Suas mãos foram até meus ombros, tensionados. E em uma massagem ele foi dissociando cada nó muscular, me fazendo soltar aos poucos os ombros. Por alguma razão eu não queria me afastar dali, tudo pareceu sumir da minha mente, e por um segundo pareceu que havia paz em meus pensamentos.

- Heather...- Ele voltou a sussurrar, e eu mantive meus olhos fechados, com medo de que se eu os abrisse todo aquele momento havia de acabar. E desta vez não só senti o sussurro em meu pescoço, mas também seus lábios em minha nuca, me fazendo estremecer em um arrepio único pelo corpo. As mãos dele, levemente ásperas, como se as tivesse gastado-as demais no surf desceram por meus braços, acariciando-os, até que passaram a minha cintura, onde senti um leve apertão. Meu corpo, instintivamente foi para mais perto do dele. E corajosamente, consegui abrir meus olhos. Os olhos amêndoas de Carter me encaravam não da mesma maneira que ele encarava uma aluna em sala de aula quando a mesma lhe fazia uma pergunta, eles estavam turvos, diferente de qualquer outro momento que eu já os havia visto, e me perguntei se aquilo era o que queriam dizer com a expressão "turvos de prazer". As mãos dele desceram ainda mãos, pousando em meu quadril, coberto pela saia colegial pregueada, apertando-o da mesma forma, mas com mais intensidade de como havia apertado minha cintura. Meu corpo roçou por seu tórax vestido pelo camisa cujo os primeiros botões haviam sido abertos, mostrando-o o quão definido era. Estremeci mais uma vez, mas não fechei os olhos, desta vez busquei seu olhar novamente. Mas não nos entreolhamos por muito tempo, Carter avançou em um beijo cheio de sede e me entreguei a aquele momento. A forma como sua barba roçava em meu rosto, diferente dos poucos meninos da minha idade com quem eu havia saído, me faziam aumentar ainda mais o desejo que eu tinha por ele, assim como jeito que ele sabia manejar sua mão pelo meu corpo, explorando-o. Não me senti exposta, como achei que me sentiria com amaços assim, me senti excitada com a maneira que tudo o que ele fazia parecia tão certo. Ele desviou o beijo para meu pescoço, e para minha nuca, explorando cada pedaço de pele que eu tinha, enquanto minhas mãos desciam em instinto arranhando as costas dele por cima da camisa que eu estava louca para que ele se livrasse.

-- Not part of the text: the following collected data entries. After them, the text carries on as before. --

//! arrays::errors — error type and result alias for sampled-function arrays.
//!
//! Purpose
//! -------
//! Provide [`ArrayError`], covering construction failures of a
//! [`DataArray`](crate::arrays::DataArray) (lengths, ordering, element kinds),
//! failures of the resampling arithmetic, evaluation and integration bounds,
//! and function sampling. Errors raised by the quantity algebra are wrapped
//! through `From<QuantityError>`.
//!
//! Conventions
//! -----------
//! - `axis` fields name the offending axis as `"X"` or `"Y"`.
//! - Bounds and offending values are carried as raw SI `f64` values.
//! - Under `python-bindings`, every variant surfaces as a `ValueError`.

use crate::units::{dimension::Dimension, errors::QuantityError};

#[cfg(feature = "python-bindings")]
use pyo3::{PyErr, exceptions::PyValueError};

/// Result alias for DataArray operations.
pub type ArrayResult<T> = Result<T, ArrayError>;

/// ArrayError — failures of DataArray construction and operations.
///
/// Variants
/// --------
/// - `Shape { x_len, y_len, reason }`
///   X and Y lengths disagree or are shorter than two samples.
/// - `NonRealAxis { axis }`
///   An axis was built from a complex or scalar payload.
/// - `InvalidSampleCount { n }`
///   Fewer than two sample points were requested.
/// - `NonScalarSample { index }`
///   A sampled function returned an array or complex value.
/// - `UnsortedArray { index }`
///   X is not strictly ascending at `index` (or the resampling step is not
///   positive).
/// - `DimensionMismatch { left, right, axis }`
///   Two axes (or an axis and a bound) that must share a dimension do not.
/// - `UnitMismatch { expected, got }`
///   The evaluation point of `at` is not expressed in the X dimension.
/// - `OutOfRange { value, min, max }`
///   An evaluation point or integration bound lies outside the sampled range.
/// - `InvalidInterval { xmin, xmax }`
///   Integration or sampling bounds are reversed.
/// - `NoOverlap { x_min, x_max }`
///   Two arrays combined by resampling have disjoint X ranges.
/// - `InvalidExponent { reason }` / `InvalidScalar { reason }`
///   A power or scaling operand is not a real scalar of the right kind.
/// - `InconsistentUnit { index, expected, got }`
///   A sampled function changed its output dimension along the interval.
/// - `Quantity(QuantityError)`
///   Failure propagated from the quantity algebra.
#[derive(Debug, Clone, PartialEq)]
pub enum ArrayError {
    // ---- Construction ----
    Shape { x_len: usize, y_len: usize, reason: &'static str },
    NonRealAxis { axis: &'static str },
    InvalidSampleCount { n: usize },
    NonScalarSample { index: usize },
    UnsortedArray { index: usize },

    // ---- Units ----
    DimensionMismatch { left: Dimension, right: Dimension, axis: &'static str },
    UnitMismatch { expected: Dimension, got: Dimension },
    InconsistentUnit { index: usize, expected: Dimension, got: Dimension },

    // ---- Ranges ----
    OutOfRange { value: f64, min: f64, max: f64 },
    InvalidInterval { xmin: f64, xmax: f64 },
    NoOverlap { x_min: f64, x_max: f64 },

    // ---- Operands ----
    InvalidExponent { reason: &'static str },
    InvalidScalar { reason: &'static str },

    // ---- Propagated ----
    Quantity(QuantityError),
}

impl std::error::Error for ArrayError {}

impl std::fmt::Display for ArrayError {
    fn fmt(&self, f: &mut std::fmt::Formatter<'_>) -> std::fmt::Result {
        match self {
            ArrayError::Shape { x_len, y_len, reason } => {
                write!(f, "Invalid DataArray shape (len(X) = {x_len}, len(Y) = {y_len}): {reason}")
            }
            ArrayError::NonRealAxis { axis } => {
                write!(f, "{axis} must be a one-dimensional array of real numbers.")
            }
            ArrayError::InvalidSampleCount { n } => {
                write!(f, "At least two sample points are required; got {n}.")
            }
            ArrayError::NonScalarSample { index } => write!(
                f,
                "The sampled function must return a real scalar quantity (sample {index})."
            ),
            ArrayError::UnsortedArray { index } => {
                write!(
                    f,
                    "X must be sorted in strictly ascending order (violated at index {index})."
                )
            }
            ArrayError::DimensionMismatch { left, right, axis } => write!(
                f,
                "The {axis} units are not the same: {} vs {}.",
                left.describe(),
                right.describe()
            ),
            ArrayError::UnitMismatch { expected, got } => write!(
                f,
                "Input has the wrong unit: expected {}, got {}.",
                expected.describe(),
                got.describe()
            ),
            ArrayError::InconsistentUnit { index, expected, got } => write!(
                f,
                "The function output unit is not consistent: sample {index} is {} instead of {}.",
                got.describe(),
                expected.describe()
            ),
            ArrayError::OutOfRange { value, min, max } => {
                write!(f, "Value {value} lies outside the sampled range [{min}, {max}].")
            }
            ArrayError::InvalidInterval { xmin, xmax } => {
                write!(f, "Invalid interval: xmin = {xmin} is greater than xmax = {xmax}.")
            }
            ArrayError::NoOverlap { x_min, x_max } => write!(
                f,
                "The X ranges do not overlap: common range would be [{x_min}, {x_max}]."
            ),
            ArrayError::InvalidExponent { reason } => write!(f, "Invalid exponent: {reason}"),
            ArrayError::InvalidScalar { reason } => write!(f, "Invalid scalar operand: {reason}"),
            ArrayError::Quantity(err) => write!(f, "{err}"),
        }
    }
}

impl From<QuantityError> for ArrayError {
    fn from(err: QuantityError) -> Self {
        ArrayError::Quantity(err)
    }
}

#[cfg(feature = "python-bindings")]
impl From<ArrayError> for PyErr {
    fn from(err: ArrayError) -> PyErr {
        PyValueError::new_err(err.to_string())
    }
}
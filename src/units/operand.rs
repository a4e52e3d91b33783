//! units::operand — explicit promotion of bare numbers to quantities.
//!
//! Every binary quantity operation accepts `impl Into<Operand>`, so callers
//! can pass a `Quantity`, a `&Quantity`, an `f64`, a complex number or an
//! `Array1`. [`Operand::promote`] turns bare numbers into dimensionless
//! quantities before any arithmetic takes place.

use crate::units::{
    dimension::Dimension,
    errors::{QuantityError, QuantityResult},
    magnitude::Magnitude,
    quantity::Quantity,
};
use ndarray::Array1;
use num_complex::Complex64;

/// `Operand` — a bare number or a quantity.
#[derive(Debug, Clone, PartialEq)]
pub enum Operand {
    Number(Magnitude),
    Quantity(Quantity),
}

impl Operand {
    /// Wrap a bare number as a dimensionless quantity; quantities pass
    /// through unchanged.
    pub fn promote(self) -> Quantity {
        match self {
            Operand::Number(magnitude) => Quantity::new(magnitude, Dimension::dimensionless()),
            Operand::Quantity(q) => q,
        }
    }

    /// `true` for bare numbers and for dimensionless quantities.
    pub fn is_dimensionless(&self) -> bool {
        match self {
            Operand::Number(_) => true,
            Operand::Quantity(q) => q.is_dimensionless(),
        }
    }

    /// Interpret the operand as a power: a real, finite, dimensionless
    /// scalar.
    ///
    /// # Errors
    /// - [`QuantityError::InvalidExponent`] for dimensioned, complex,
    ///   array-valued or non-finite operands.
    pub fn real_exponent(&self) -> QuantityResult<f64> {
        let magnitude = match self {
            Operand::Number(m) => m,
            Operand::Quantity(q) if q.is_dimensionless() => q.magnitude(),
            Operand::Quantity(_) => {
                return Err(QuantityError::InvalidExponent {
                    reason: "the exponent has a physical unit.",
                });
            }
        };
        match magnitude {
            Magnitude::Real(p) if p.is_finite() => Ok(*p),
            Magnitude::Real(_) => {
                Err(QuantityError::InvalidExponent { reason: "the exponent is not finite." })
            }
            _ => Err(QuantityError::InvalidExponent {
                reason: "the exponent must be a real scalar.",
            }),
        }
    }
}

impl From<Quantity> for Operand {
    fn from(value: Quantity) -> Self {
        Operand::Quantity(value)
    }
}

impl From<&Quantity> for Operand {
    fn from(value: &Quantity) -> Self {
        Operand::Quantity(value.clone())
    }
}

impl From<Magnitude> for Operand {
    fn from(value: Magnitude) -> Self {
        Operand::Number(value)
    }
}

impl From<f64> for Operand {
    fn from(value: f64) -> Self {
        Operand::Number(Magnitude::Real(value))
    }
}

impl From<i32> for Operand {
    fn from(value: i32) -> Self {
        Operand::Number(Magnitude::from(value))
    }
}

impl From<Complex64> for Operand {
    fn from(value: Complex64) -> Self {
        Operand::Number(Magnitude::Complex(value))
    }
}

impl From<Array1<f64>> for Operand {
    fn from(value: Array1<f64>) -> Self {
        Operand::Number(Magnitude::RealArray(value))
    }
}

impl From<Array1<Complex64>> for Operand {
    fn from(value: Array1<Complex64>) -> Self {
        Operand::Number(Magnitude::ComplexArray(value))
    }
}

#[cfg(test)]
mod tests {
    use super::*;
    use crate::units::dimension::BaseUnit;
    use ndarray::array;

    // -------------------------------------------------------------------------
    // Scope
    // -----
    // These tests cover:
    // - Promotion of bare numbers.
    // - Exponent extraction rules.
    // -------------------------------------------------------------------------

    #[test]
    // Purpose
    // -------
    // Verify that bare numbers promote to dimensionless quantities and
    // quantities pass through.
    //
    // Given
    // -----
    // - 2.0 and 3 s.
    //
    // Expect
    // ------
    // - A dimensionless 2.0; the unchanged 3 s.
    fn promote_wraps_numbers_only() {
        let secs = Quantity::new(3.0, Dimension::base(BaseUnit::Second));

        assert_eq!(Operand::from(2.0).promote(), Quantity::dimensionless(2.0));
        assert_eq!(Operand::from(&secs).promote(), secs);
        assert!(!Operand::from(secs).is_dimensionless());
    }

    #[test]
    // Purpose
    // -------
    // Check which operands are accepted as exponents.
    //
    // Given
    // -----
    // - 2.0, dimensionless 0.5, NaN, an array, 1 m.
    //
    // Expect
    // ------
    // - 2.0 and 0.5 accepted; the rest rejected with `InvalidExponent`.
    fn real_exponent_accepts_only_finite_real_scalars() {
        let metre = Quantity::new(1.0, Dimension::base(BaseUnit::Metre));

        assert_eq!(Operand::from(2.0).real_exponent().unwrap(), 2.0);
        assert_eq!(Operand::from(Quantity::dimensionless(0.5)).real_exponent().unwrap(), 0.5);
        let bad_exponents =
            [Operand::from(f64::NAN), Operand::from(array![1.0, 2.0]), Operand::from(metre)];
        for bad in bad_exponents {
            assert!(matches!(bad.real_exponent(), Err(QuantityError::InvalidExponent { .. })));
        }
    }
}
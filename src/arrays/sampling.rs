//! arrays::sampling — build a DataArray by sampling a unit-aware function.
//!
//! Purpose
//! -------
//! Evaluate a function `f: Quantity -> Quantity` at evenly spaced points of
//! an interval and collect the results into a [`DataArray`], checking that
//! the function keeps a single output unit along the way.
//!
//! Conventions
//! -----------
//! - Sample points are `linspace(xmin, xmax, n)`, both ends included, each
//!   passed to `f` as a scalar quantity in the bounds' dimension.
//! - The output dimension is taken from the first sample.

use crate::{
    arrays::{
        data_array::DataArray,
        errors::{ArrayError, ArrayResult},
        validation::{real_scalar, validate_sample_count},
    },
    units::{errors::QuantityResult, magnitude::Magnitude, operand::Operand, quantity::Quantity},
};
use ndarray::Array1;
use std::cmp::Ordering;

/// Number of samples used when the caller does not choose one.
pub const DEFAULT_SAMPLE_COUNT: usize = 50;

/// Sample `f` at `n` evenly spaced points of `[xmin, xmax]`.
///
/// Parameters
/// ----------
/// - `f`: `FnMut(&Quantity) -> QuantityResult<Quantity>`
///   Function to sample; must return a real scalar quantity of a fixed
///   dimension.
/// - `xmin`, `xmax`: `impl Into<Operand>`
///   Interval bounds sharing one dimension, `xmin < xmax`.
/// - `n`: `usize`
///   Number of samples, at least two.
///
/// Returns
/// -------
/// `ArrayResult<DataArray>`
///   X in the bounds' dimension, Y in the function's output dimension.
///
/// Errors
/// ------
/// - `ArrayError::DimensionMismatch` when the bounds' dimensions differ.
/// - `ArrayError::InvalidScalar` when a bound is not a real scalar.
/// - `ArrayError::InvalidInterval` unless `xmin < xmax`.
/// - `ArrayError::InvalidSampleCount` when `n < 2`.
/// - `ArrayError::NonScalarSample` when `f` returns an array or a complex.
/// - `ArrayError::InconsistentUnit` when the output dimension changes.
/// - `ArrayError::Quantity` for errors returned by `f`.
pub fn sample_function<F>(
    mut f: F, xmin: impl Into<Operand>, xmax: impl Into<Operand>, n: usize,
) -> ArrayResult<DataArray>
where
    F: FnMut(&Quantity) -> QuantityResult<Quantity>,
{
    let (lo, hi) = (xmin.into().promote(), xmax.into().promote());
    if lo.dimension() != hi.dimension() {
        return Err(ArrayError::DimensionMismatch {
            left: lo.dimension(),
            right: hi.dimension(),
            axis: "X",
        });
    }
    let (a, b) = (real_scalar(&lo)?, real_scalar(&hi)?);
    if a.partial_cmp(&b) != Some(Ordering::Less) {
        return Err(ArrayError::InvalidInterval { xmin: a, xmax: b });
    }
    let n = validate_sample_count(n)?;

    let x_unit = lo.dimension();
    let xs = Array1::linspace(a, b, n);
    let mut ys = Vec::with_capacity(n);
    let mut y_unit = None;

    for (index, &x) in xs.iter().enumerate() {
        let out = f(&Quantity::new(x, x_unit))?;
        let expected = *y_unit.get_or_insert(out.dimension());
        if out.dimension() != expected {
            return Err(ArrayError::InconsistentUnit { index, expected, got: out.dimension() });
        }
        match out.magnitude() {
            Magnitude::Real(v) => ys.push(*v),
            _ => return Err(ArrayError::NonScalarSample { index }),
        }
    }

    DataArray::from_raw(xs, x_unit, Array1::from(ys), y_unit.unwrap_or_default())
}

#[cfg(test)]
mod tests {
    use super::*;
    use crate::units::{
        catalog,
        dimension::{BaseUnit, Dimension},
    };
    use ndarray::array;

    // -------------------------------------------------------------------------
    // Scope
    // -----
    // These tests cover:
    // - Sampling a linear function into the reference ramp.
    // - Bound, count and output validation.
    // -------------------------------------------------------------------------

    #[test]
    // Purpose
    // -------
    // Sampling `x / s * kg + 1 kg` reproduces the reference ramp.
    //
    // Given
    // -----
    // - f(x) = x / (1 s) * (1 kg) + 1 kg on [0 s, 3 s], n = 4.
    //
    // Expect
    // ------
    // - X = [0, 1, 2, 3] s, Y = [1, 2, 3, 4] kg.
    fn sample_linear_function() {
        let s = catalog::unit("s").unwrap();
        let kg = catalog::unit("kg").unwrap();

        let line = |x: &Quantity| x.div(&s)?.mul(&kg)?.add(&kg);

        let data = sample_function(line, 0.0 * &s, 3.0 * &s, 4).unwrap();

        let (x, y) = (array![0.0, 1.0, 2.0, 3.0], array![1.0, 2.0, 3.0, 4.0]);
        let expected = DataArray::from_raw(x, s.dimension(), y, kg.dimension()).unwrap();
        assert_eq!(data, expected);
    }

    #[test]
    // Purpose
    // -------
    // Invalid bounds and counts are rejected before sampling.
    //
    // Given
    // -----
    // - bounds (0 s, 1 m); (2 s, 1 s); n = 1.
    //
    // Expect
    // ------
    // - `DimensionMismatch`, `InvalidInterval`, `InvalidSampleCount`.
    fn sample_rejects_invalid_requests() {
        let s = catalog::unit("s").unwrap();
        let m = catalog::unit("m").unwrap();
        let identity = |x: &Quantity| Ok(x.clone());

        let mixed = sample_function(identity, 0.0 * &s, m, 4);
        assert!(matches!(mixed, Err(ArrayError::DimensionMismatch { .. })));
        assert!(matches!(
            sample_function(identity, 2.0 * &s, 1.0 * &s, 4),
            Err(ArrayError::InvalidInterval { .. })
        ));
        let single = sample_function(identity, 0.0, 1.0, 1);
        assert_eq!(single, Err(ArrayError::InvalidSampleCount { n: 1 }));
    }

    #[test]
    // Purpose
    // -------
    // A function that changes unit or returns arrays is rejected.
    //
    // Given
    // -----
    // - f returning metres for x < 0.5 and seconds afterwards; f returning an
    //   array.
    //
    // Expect
    // ------
    // - `InconsistentUnit { index: 1, .. }`; `NonScalarSample { index: 0 }`.
    fn sample_rejects_inconsistent_outputs() {
        let m = Dimension::base(BaseUnit::Metre);
        let s = Dimension::base(BaseUnit::Second);

        let switching = sample_function(
            |x| {
                let v = x.to_scalar()?;
                Ok(Quantity::new(v, if v < 0.5 { m } else { s }))
            },
            0.0,
            1.0,
            3,
        );
        let arrays =
            sample_function(|_| Ok(Quantity::dimensionless(array![1.0, 2.0])), 0.0, 1.0, 3);

        assert!(matches!(switching, Err(ArrayError::InconsistentUnit { index: 1, .. })));
        assert_eq!(arrays, Err(ArrayError::NonScalarSample { index: 0 }));
    }
}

Os sussurros ofegantes ao pé de minha orelha por meu nome soavam como música aos meus ouvidos. Mordi seu pescoço deixando meu instinto me levar, com força, com desejo, chupando-o logo em seguida quando...quando...aquele cheiro chegou ao meu nariz novamente. Parei, enquanto ele continuou com suas carícias, mas meus olhos se fixaram em algo mais..mais atrativo e que vinha se mantendo em minha cabeça há um bom tempo. Um pequeno aglomerado de sangue onde eu havia mordido havia se juntado, vermelho escuro, e com o cheiro de Carter misturado ao líquido que cheirava quase a ferrugem. Incontrolavelmente, meu desejo era de lambê-lo, chupar aquele pequeno fio que se formava em seu pescoço, e que ele parecia se quer ter se dado conta, pois suas mãos continuavam avançado para dentro de minha blusa. Eu precisava, precisava novamente sentir o que havia me acontecido na Floresta, mas não seria com Carter, não poderia ser. Juntei forças contra meu desejo para afastá-lo de mim com ambas minhas mãos. E sem entender ele pareceu me encarar, como se eu fosse algum tipo de louca. Mordi meu lábio inferior e ainda uma última vez o encarei, depois desviando meus olhos para seu pescoço. Ele pareceu então notar, pois levou a mão rapidamente ao pescoço onde havia a ferida. Com as mãos manchadas de sangue, as encarou, me olhando novamente. Aquilo pareceu aumentar ainda mais minha fome, que se tornava devastadora dentro de mim. Sai correndo daquela sala antes que fosse tarde.

Só depois, quando estava longe o suficiente, e abrigada nas masmorras percebi que eu praticamente havia entregado minha culpa na morte de Anthoni Martinelli. Carter não era burro, e percebeu a maneira como eu havia encarado o sangue em seu pescoço, como aquilo havia me atraído. Era hora de eu fazer o que tinha que ser certo, e eu não deixaria meu desejo falar mais alto desta vez.